Less common causes include a blunt or chemical injury to your eye, severe eye infection, blocked blood vessels inside the eye, and inflammatory conditions. It’s rare, but sometimes eye surgery to correct another condition can bring it on. It usually affects both eyes, but it may be worse in one than the other.

What Are the two main types of Glaucoma?

Open-angle glaucoma.

It’s the most common type. Your doctor may also call it wide-angle glaucoma. The drain structure in your eye — it’s called the trabecular meshwork — looks normal, but fluid doesn’t flow out like it should.

Angle-closure glaucoma.

​It’s less common in the West than in Asia. You may also hear it called acute or chronic angle-closure or narrow-angle glaucoma. Your eye doesn’t drain right because the angle between your iris and cornea is too narrow. Your iris is in the way. This can cause a sudden buildup of pressure in your eye. It’s also linked to farsightedness and cataracts, a clouding of the lens inside your eye.

What Are the Symptoms?

Most people don’t have any. The first sign is often a loss of peripheral, or side, vision. That can go unnoticed until late in the disease. That’s why glaucoma is often called the “sneak thief of vision.”

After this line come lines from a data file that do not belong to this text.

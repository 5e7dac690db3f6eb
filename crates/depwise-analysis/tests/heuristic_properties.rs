//! Property tests for the rule-based analyzer: identity echo, numeric bounds
//! and determinism over arbitrary input

use depwise_analysis::{
    heuristic::determine_update_type, ChangelogAnalysisRequest, CompatibilityPredictionRequest,
    DependencyEdge, DependencyGraph, DependencyInfo, FileChange, FileChangeType,
    HeuristicAnalyzer, ProjectContext, UpdateClassificationRequest, UpdateType,
    VersionDiffAnalysisRequest,
};
use proptest::prelude::*;

fn in_unit(value: f64) -> bool {
    (0.0..=1.0).contains(&value)
}

fn version_strategy() -> impl Strategy<Value = String> {
    prop_oneof![
        (0u32..20, 0u32..20, 0u32..20).prop_map(|(a, b, c)| format!("{}.{}.{}", a, b, c)),
        "[a-z0-9.\\-]{0,12}",
    ]
}

fn changelog_strategy() -> impl Strategy<Value = String> {
    let phrases = prop::sample::select(vec![
        "BREAKING CHANGE: removed the legacy API",
        "Added streaming support",
        "Fixed a crash on empty input",
        "Security: patched XSS vulnerability (CVE-2023-12345, CVSS 7.5)",
        "deprecated foo(), use bar() instead",
        "Improved performance of the parser",
        "Remote code execution exploit fixed",
        "chore: bump dependencies",
    ]);
    prop_oneof![
        prop::collection::vec(phrases, 0..6).prop_map(|lines| lines.join(". ")),
        "\\PC{0,300}",
    ]
}

fn file_change_strategy() -> impl Strategy<Value = FileChange> {
    (
        "[a-z/]{1,20}\\.(rs|ts|py|d\\.ts)",
        prop::sample::select(vec![
            FileChangeType::Added,
            FileChangeType::Modified,
            FileChangeType::Deleted,
            FileChangeType::Renamed,
        ]),
        0u32..2000,
        0u32..2000,
    )
        .prop_map(|(path, change_type, lines_added, lines_removed)| FileChange {
            path,
            change_type,
            lines_added,
            lines_removed,
        })
}

proptest! {
    #[test]
    fn prop_changelog_echo_and_bounds(
        name in "[a-z@/\\-]{0,20}",
        from in version_strategy(),
        to in version_strategy(),
        changelog in changelog_strategy(),
    ) {
        let request = ChangelogAnalysisRequest {
            package_name: name.clone(),
            from_version: from.clone(),
            to_version: to.clone(),
            changelog,
            ..Default::default()
        };
        let response = HeuristicAnalyzer::new().changelog(&request);

        prop_assert_eq!(&response.package_name, &name);
        prop_assert_eq!(&response.from_version, &from);
        prop_assert_eq!(&response.to_version, &to);
        prop_assert!(in_unit(response.confidence));
        prop_assert!(in_unit(response.risk_score));
        prop_assert!(response.item_confidences().into_iter().all(in_unit));
        prop_assert!(!response.summary.is_empty());
        prop_assert_eq!(response.has_breaking_change, !response.breaking_changes.is_empty());
        for fix in &response.security_fixes {
            if let Some(score) = fix.cvss_score {
                prop_assert!((0.0..=10.0).contains(&score));
            }
        }
    }

    #[test]
    fn prop_changelog_is_deterministic(changelog in changelog_strategy()) {
        let request = ChangelogAnalysisRequest {
            package_name: "pkg".to_string(),
            from_version: "1.0.0".to_string(),
            to_version: "1.1.0".to_string(),
            changelog,
            ..Default::default()
        };
        let analyzer = HeuristicAnalyzer::new();
        prop_assert_eq!(analyzer.changelog(&request), analyzer.changelog(&request));
    }

    #[test]
    fn prop_version_diff_bounds(
        from in version_strategy(),
        to in version_strategy(),
        diff in "\\PC{0,200}",
        files in prop::collection::vec(file_change_strategy(), 0..8),
    ) {
        let request = VersionDiffAnalysisRequest {
            package_name: "pkg".to_string(),
            from_version: from.clone(),
            to_version: to.clone(),
            diff,
            file_changes: files,
            ..Default::default()
        };
        let response = HeuristicAnalyzer::new().version_diff(&request);

        prop_assert_eq!(&response.from_version, &from);
        prop_assert_eq!(&response.to_version, &to);
        prop_assert_eq!(response.update_type, determine_update_type(&from, &to));
        prop_assert!(in_unit(response.confidence));
        prop_assert!(in_unit(response.risk_score));
        prop_assert!(response.item_confidences().into_iter().all(in_unit));
        prop_assert!(!response.summary.is_empty());
    }

    #[test]
    fn prop_compatibility_bounds(
        from in version_strategy(),
        to in version_strategy(),
        dependents in prop::collection::vec("[a-z]{1,8}", 0..5),
    ) {
        let graph = DependencyGraph {
            nodes: dependents.clone(),
            edges: dependents
                .iter()
                .map(|from| DependencyEdge { from: from.clone(), to: "target".to_string() })
                .collect(),
        };
        let request = CompatibilityPredictionRequest {
            package_name: "target".to_string(),
            from_version: from,
            to_version: to,
            project: ProjectContext {
                language: "rust".to_string(),
                framework: None,
                dependencies: dependents
                    .iter()
                    .map(|name| DependencyInfo { name: name.clone(), version: "1.0.0".to_string() })
                    .collect(),
            },
            dependency_graph: Some(graph),
        };
        let response = HeuristicAnalyzer::new().compatibility(&request);

        prop_assert_eq!(&response.package_name, "target");
        prop_assert!(in_unit(response.compatibility_score));
        prop_assert!(in_unit(response.confidence));
        prop_assert!(response
            .issues
            .iter()
            .all(|issue| in_unit(issue.likelihood) && in_unit(issue.confidence)));
        prop_assert!(!response.summary.is_empty());
    }

    #[test]
    fn prop_classification_bounds(
        from in version_strategy(),
        to in version_strategy(),
        changelog in changelog_strategy(),
    ) {
        let request = UpdateClassificationRequest {
            package_name: "pkg".to_string(),
            from_version: from,
            to_version: to,
            changelog,
            ..Default::default()
        };
        let response = HeuristicAnalyzer::new().classification(&request);

        prop_assert!(in_unit(response.confidence));
        prop_assert!(in_unit(response.risk.score));
        prop_assert!(!response.categories.is_empty());
        prop_assert!(response.categories.iter().all(|c| in_unit(c.weight)));
        prop_assert!(!response.summary.is_empty());
    }

    #[test]
    fn prop_major_bump_is_major(
        major in 0u32..100,
        minor in 0u32..100,
        patch in 0u32..100,
        bump in 1u32..10,
    ) {
        let from = format!("{}.{}.{}", major, minor, patch);
        let to = format!("{}.0.0", major + bump);
        prop_assert_eq!(determine_update_type(&from, &to), UpdateType::Major);
    }
}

Detecting glaucoma early is one reason you should have a complete exam with an eye specialist every 1 to 2 years. Occasionally, pressure inside the eye can rise to severe levels. In these cases, you may have sudden eye pain, headache, blurred vision, or the appearance of halos around lights.

If you have any of the following symptoms, seek immediate medical care:

Seeing halos around lights, Vision loss, Redness in the eye, Eye that looks hazy (particularly in infants), Nausea or vomiting, Eye pain, Narrowed vision (tunnel vision).

How Is It Diagnosed?

Your eye doctor will use drops to open (he’ll call it dilate) your pupils. Then he’ll test your vision and examine your eyes. He’ll check your optic nerve, and if you have glaucoma, it will look a certain way.

 

He may take photographs of the nerve to help him track your disease over time. He’ll do a test called tonometry to check your eye pressure.

 

He’ll also do a visual field test, if necessary, to figure out if you’ve lost your side, or peripheral, vision. Glaucoma tests are painless and take very little time.

How Is Glaucoma Treated?

  • Eye drops – These either reduce the formation of fluid in the eye or increase its outflow.

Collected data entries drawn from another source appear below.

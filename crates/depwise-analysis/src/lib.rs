//! Depwise Analysis - dependency update analysis across multiple backends
//!
//! Judges the risk of upgrading a dependency from its changelog, its version
//! diff and the consuming project. Hosted models (Anthropic, OpenAI), a local
//! Ollama server and a deterministic rule-based engine all implement the same
//! [`Analyzer`] trait; [`AnalysisOrchestrator`] tries them in a configured order
//! with retry, fallback and cancellation.
//!
//! ```no_run
//! use depwise_analysis::{AnalysisContext, ChangelogAnalysisRequest, EngineFactory};
//!
//! # async fn run() -> Result<(), depwise_analysis::AnalysisError> {
//! let engine = EngineFactory::from_env()?;
//! let request = ChangelogAnalysisRequest {
//!     package_name: "serde".to_string(),
//!     from_version: "1.0.100".to_string(),
//!     to_version: "1.0.200".to_string(),
//!     changelog: "Fixed a panic when deserializing empty maps".to_string(),
//!     ..Default::default()
//! };
//! let response = engine
//!     .analyze_changelog(&AnalysisContext::new(), &request)
//!     .await?;
//! println!("{}: {}", response.risk_level, response.summary);
//! # Ok(())
//! # }
//! ```

pub mod analyzer;
pub mod config;
pub mod context;
pub mod error;
pub mod factory;
pub mod heuristic;
pub mod models;
pub mod providers;
pub mod redaction;

pub use analyzer::{AnalysisOrchestrator, Analyzer, AnalyzerRegistry, HEURISTIC_ANALYZER};
pub use config::{AnalysisSettings, BackendSettings, ConfigurationManager, EngineConfig};
pub use context::AnalysisContext;
pub use error::AnalysisError;
pub use factory::EngineFactory;
pub use heuristic::HeuristicAnalyzer;
pub use models::{
    ApiChange, ApiChangeKind, BehaviorChange, BreakingChange, BugFix, CategoryKind,
    CategoryWeight, ChangelogAnalysisRequest, ChangelogAnalysisResponse, CompatibilityIssue,
    CompatibilityPredictionRequest, CompatibilityPredictionResponse, DependencyEdge,
    DependencyGraph, DependencyInfo, Deprecation, Feature, FileChange, FileChangeType,
    MigrationEffort, Priority, ProjectContext, RiskAssessment, RiskLevel, SecurityFix,
    UpdateClassificationRequest, UpdateClassificationResponse, UpdateType, Urgency,
    VersionDiffAnalysisRequest, VersionDiffAnalysisResponse,
};
pub use providers::{
    AnthropicAnalyzer, GenerationParams, LocalModel, ModelProfile, OllamaAnalyzer, OpenAiAnalyzer,
};
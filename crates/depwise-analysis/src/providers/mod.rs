//! Backend adapters that drive hosted or local language models
//!
//! Every adapter follows the same shape: render a prompt, make one
//! timeout-bounded HTTP call, pull the JSON object out of the reply, decode it
//! leniently and convert it to the canonical response. Adapters never retry;
//! the orchestrator owns retry and fallback.

use std::time::Duration;

use reqwest::{header::RETRY_AFTER, Client, Response};
use serde::de::DeserializeOwned;
use tracing::{debug, error};

use crate::{error::AnalysisError, redaction::redact_with_secret};

use self::wire::ExpectedFields;

pub mod anthropic;
pub mod extract;
pub mod ollama;
pub mod openai;
pub mod prompt;
pub mod wire;

pub use anthropic::AnthropicAnalyzer;
pub use extract::extract_json_object;
pub use ollama::{GenerationParams, LocalModel, ModelProfile, OllamaAnalyzer};
pub use openai::OpenAiAnalyzer;

/// Retry-After assumed when a 429 carries no usable header
const DEFAULT_RATE_LIMIT_SECS: u64 = 60;

/// Longest backend error body kept in an error message
const MAX_ERROR_BODY_CHARS: usize = 500;

/// HTTP client with a whole-request timeout
pub(crate) fn build_client(backend: &str, timeout: Duration) -> Result<Client, AnalysisError> {
    Client::builder().timeout(timeout).build().map_err(|e| {
        AnalysisError::Config(format!("Failed to build {} HTTP client: {}", backend, e))
    })
}

/// Strip a trailing slash so `{base}/path` joins cleanly
pub(crate) fn trim_base_url(base_url: &str) -> String {
    base_url.trim_end_matches('/').to_string()
}

/// Map a transport failure, logging it first
pub(crate) fn transport_error(backend: &str, err: reqwest::Error) -> AnalysisError {
    error!("{} API request failed: {}", backend, err);
    AnalysisError::from(err)
}

/// Turn a non-success response into a descriptive error
///
/// The body is redacted before it reaches logs or the error text.
pub(crate) async fn error_for_status(
    backend: &str,
    response: Response,
    secret: Option<&str>,
) -> AnalysisError {
    let status = response.status();
    let retry_after = response
        .headers()
        .get(RETRY_AFTER)
        .and_then(|value| value.to_str().ok())
        .and_then(|value| value.trim().parse::<u64>().ok());
    let body = response.text().await.unwrap_or_default();
    let body = redact_with_secret(&body, secret);
    error!("{} API error ({}): {}", backend, status, body);

    match status.as_u16() {
        401 | 403 => AnalysisError::AuthError(format!(
            "{} rejected the credentials ({})",
            backend, status
        )),
        429 => AnalysisError::RateLimited(retry_after.unwrap_or(DEFAULT_RATE_LIMIT_SECS)),
        code => AnalysisError::Backend {
            status: code,
            message: format!("{} API error: {}", backend, truncate(&body)),
        },
    }
}

/// Extract and decode the JSON object in a model reply
pub(crate) fn decode_reply<T: DeserializeOwned + ExpectedFields>(
    backend: &str,
    reply: &str,
) -> Result<T, AnalysisError> {
    let json = extract_json_object(reply).map_err(|err| {
        debug!("{} reply without JSON object: {}", backend, truncate(reply));
        err
    })?;
    let value: serde_json::Value = serde_json::from_str(json).map_err(|e| {
        AnalysisError::Parse(format!("{} reply is not valid JSON: {}", backend, e))
    })?;
    let recognized = T::FIELDS
        .iter()
        .any(|field| value.get(*field).map_or(false, |v| !v.is_null()));
    if !recognized {
        debug!("{} reply has no analysis fields: {}", backend, truncate(json));
        return Err(AnalysisError::Parse(format!(
            "{} reply has none of the expected fields: {}",
            backend,
            truncate(json)
        )));
    }
    serde_json::from_value(value).map_err(|e| {
        AnalysisError::Parse(format!(
            "{} reply did not match the expected schema: {}",
            backend, e
        ))
    })
}

fn truncate(text: &str) -> String {
    match text.char_indices().nth(MAX_ERROR_BODY_CHARS) {
        Some((cut, _)) => format!("{}...", &text[..cut]),
        None => text.to_string(),
    }
}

  • Laser surgery – This procedure can slightly increase the flow of the fluid from the eye for people with open-angle glaucoma. It can stop fluid blockage if you have angle-closure glaucoma. Procedures include:

  • Trabeculoplasty – Opens the drainage area

  • Iridotomy – Makes a tiny hole in the iris to let fluid flow more freely

  • Cyclophotocoagulation – Treats areas of the middle layer of your eye to reduce fluid production

  • Microsurgery – In an procedure called a trabeculectomy, the doctor creates a new channel to drain the fluid and ease eye pressure. Sometimes this form of glaucoma surgery fails and has to be redone. Your doctor might implant a tube to help drain fluid. Surgery can cause temporary or permanent vision loss, as well as bleeding or infection

Open-angle glaucoma is most often treated with various combinations of eye drops, laser trabeculoplasty, and microsurgery. Doctors in the U.S. tend to start with medications, but there’s evidence that early laser surgery or microsurgery could work better for some people.Infant or congenital glaucoma — meaning you are born with it — is primarily treated with surgery, because the cause of the problem is a very distorted drainage system.

Can You Prevent Glaucoma?

No. But if you diagnose and treat it early, you can control the disease.

What’s the Outlook?

At this time, lost vision can’t be restored. However, lowering eye pressure can help preserve the sight you have. Most people with glaucoma who follow their treatment plan and have regular eye exams don’t go blind.